We’ve all heard it before “drink more water”. What you may not know, is that by the time you’re thirsty, your performance has already been negatively affected. That means if you’re serious about your performance, you have to include drinking more water. I’ll discuss other types of drinks in future posts, but for now, let me give you an additional tip that I have to be honest, really surprised me.

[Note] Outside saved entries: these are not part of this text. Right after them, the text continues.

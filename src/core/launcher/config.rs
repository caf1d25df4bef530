use std::path::{Path, PathBuf};

use tracing::warn;

use super::cfg::read_cfg;
use super::instance::LauncherInstance;
use super::{scan_jar_versions, version_jar_path};

/// Why a launcher config cannot be used.
#[derive(Debug, thiserror::Error)]
pub enum LauncherConfigError {
    #[error("launcher config file does not exist: {0:?}")]
    MissingConfig(PathBuf),

    #[error("failed to read launcher config {path:?}: {source}")]
    Unreadable {
        path: PathBuf,
        source: std::io::Error,
    },

    #[error("launcher config {0:?} does not set InstanceDir")]
    MissingInstanceDir(PathBuf),
}

/// One third-party launcher installation, located by its main cfg file.
///
/// Instances live under `instance_dir`; every instance shares the single
/// `versions/` tree next to the config file.
#[derive(Debug, Clone, PartialEq, Eq)]
pub struct LauncherConfig {
    pub config_path: PathBuf,
    pub instance_dir: PathBuf,
    pub versions_dir: PathBuf,
    pub display_name: String,
}

impl LauncherConfig {
    /// Parse the launcher's cfg file. Fails when the file is missing or
    /// unreadable, or when it does not name an instance directory.
    /// A relative `InstanceDir` resolves against the config's own folder.
    pub fn open(config_path: impl Into<PathBuf>) -> Result<Self, LauncherConfigError> {
        let config_path = config_path.into();
        if !config_path.exists() {
            return Err(LauncherConfigError::MissingConfig(config_path));
        }
        let values = read_cfg(&config_path).map_err(|source| LauncherConfigError::Unreadable {
            path: config_path.clone(),
            source,
        })?;

        let instance_dir = values.get("InstanceDir").map(String::as_str).unwrap_or("");
        if instance_dir.is_empty() {
            return Err(LauncherConfigError::MissingInstanceDir(config_path));
        }

        let base_dir = config_path
            .parent()
            .map(Path::to_path_buf)
            .unwrap_or_default();
        let instance_dir = if Path::new(instance_dir).is_absolute() {
            PathBuf::from(instance_dir)
        } else {
            base_dir.join(instance_dir)
        };
        let display_name = base_dir
            .file_name()
            .map(|n| n.to_string_lossy().into_owned())
            .unwrap_or_else(|| "(launcher)".to_string());

        Ok(Self {
            versions_dir: base_dir.join("versions"),
            config_path,
            instance_dir,
            display_name,
        })
    }

    /// Version ids available to this launcher's instances.
    pub fn versions(&self) -> Vec<String> {
        scan_jar_versions(&self.versions_dir)
    }

    /// Path composition only; the jar may not exist.
    pub fn version_jar_path(&self, version: &str) -> PathBuf {
        version_jar_path(&self.versions_dir, version)
    }

    /// Enumerate instances by re-scanning the instance directory on every
    /// call. Subdirectories that fail to parse are skipped with a warning;
    /// a single bad entry never aborts the scan.
    pub fn instances(&self) -> Vec<LauncherInstance> {
        let entries = match std::fs::read_dir(&self.instance_dir) {
            Ok(entries) => entries,
            Err(source) => {
                warn!(
                    "Cannot list launcher instances at {:?}: {}",
                    self.instance_dir, source
                );
                return Vec::new();
            }
        };
        entries
            .filter_map(Result::ok)
            .map(|entry| entry.path())
            .filter(|path| path.is_dir())
            .filter_map(|path| match LauncherInstance::open(self, &path) {
                Ok(instance) => Some(instance),
                Err(e) => {
                    warn!("Skipping launcher instance at {:?}: {}", path, e);
                    None
                }
            })
            .collect()
    }
}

Men’s Health Magazine (November 2009) reported that in The Journal of Sports Sciences a study quoting that cyclists who actually wrote down their drinking strategy consumed 55% more water than those who didn’t. A drinking strategy for a cyclist can be be as simple as “the mouthfuls art the 15, 25 and 35 minute marks or at the 10, 40 and 50 Kilometers.” For a squash player, it could be “drink a full glass one hour prior to my practice/match, then half a glass on my way to the court, then 2 mouthfuls in-between each game, then a full bottle after the practice/match”.

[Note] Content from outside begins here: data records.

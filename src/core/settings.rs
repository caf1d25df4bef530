use std::path::{Path, PathBuf};

use serde::{Deserialize, Serialize};
use tracing::warn;

use crate::core::error::{EngineError, EngineResult};

/// One persisted conventional-installation entry.
#[derive(Debug, Clone, PartialEq, Eq, Serialize, Deserialize)]
pub struct InstallEntry {
    pub name: String,
    pub path: PathBuf,
}

/// One persisted launcher-config entry.
#[derive(Debug, Clone, PartialEq, Eq, Serialize, Deserialize)]
pub struct LauncherConfigEntry {
    #[serde(rename = "configFile")]
    pub config_file: PathBuf,
}

/// The engine's persisted settings document.
#[derive(Debug, Clone, Default, Serialize, Deserialize)]
#[serde(default)]
pub struct Settings {
    pub installations: Vec<InstallEntry>,
    pub launcher_configs: Vec<LauncherConfigEntry>,
    pub current_install_path: PathBuf,
    pub current_version: String,
    pub current_resource_pack: String,
    pub allow_experimental_versions: bool,
}

/// Disk-backed settings store. Loading never fails: a missing or corrupt
/// document yields defaults. Saving rewrites the whole document.
#[derive(Debug, Clone)]
pub struct SettingsStore {
    path: PathBuf,
    pub data: Settings,
}

impl SettingsStore {
    pub fn load(path: impl Into<PathBuf>) -> Self {
        let path = path.into();
        let data = match std::fs::read(&path) {
            Ok(bytes) => match serde_json::from_slice(&bytes) {
                Ok(data) => data,
                Err(e) => {
                    warn!("Corrupt settings at {:?}, starting fresh: {}", path, e);
                    Settings::default()
                }
            },
            Err(_) => Settings::default(),
        };
        Self { path, data }
    }

    pub fn path(&self) -> &Path {
        &self.path
    }

    pub fn save(&self) -> EngineResult<()> {
        let payload = serde_json::to_vec_pretty(&self.data)?;
        if let Some(parent) = self.path.parent() {
            std::fs::create_dir_all(parent).map_err(|source| EngineError::Io {
                path: parent.to_path_buf(),
                source,
            })?;
        }
        std::fs::write(&self.path, payload).map_err(|source| EngineError::Io {
            path: self.path.clone(),
            source,
        })
    }
}

#[cfg(test)]
mod tests {
    use super::*;
    use tempfile::tempdir;

    #[test]
    fn missing_document_loads_as_default() {
        let dir = tempdir().unwrap();
        let store = SettingsStore::load(dir.path().join("settings.json"));
        assert!(store.data.installations.is_empty());
        assert!(!store.data.allow_experimental_versions);
    }

    #[test]
    fn corrupt_document_loads_as_default() {
        let dir = tempdir().unwrap();
        let path = dir.path().join("settings.json");
        std::fs::write(&path, b"{ not json").unwrap();
        let store = SettingsStore::load(&path);
        assert!(store.data.installations.is_empty());
    }

    #[test]
    fn launcher_entries_persist_under_their_wire_name() {
        let dir = tempdir().unwrap();
        let mut store = SettingsStore::load(dir.path().join("settings.json"));
        store.data.launcher_configs.push(LauncherConfigEntry {
            config_file: PathBuf::from("/opt/mmc/multimc.cfg"),
        });
        store.save().unwrap();

        let raw = std::fs::read_to_string(store.path()).unwrap();
        assert!(raw.contains("configFile"));

        let reloaded = SettingsStore::load(store.path());
        assert_eq!(reloaded.data.launcher_configs, store.data.launcher_configs);
    }
}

Just having a drinking strategy can make a big difference – try it out and see what happens! Of course it may just improve your performance by a few percentage points, but in squash, that’s 1 point per game and y’know what? I’ll take it!

Too many people are looking for the BIG BANG solution, when very small, easy steps can add up to produce BIG RESULTS.

Stick with me and this blog and you’ll see how easy it really can be if you actually DO THIS STUFF!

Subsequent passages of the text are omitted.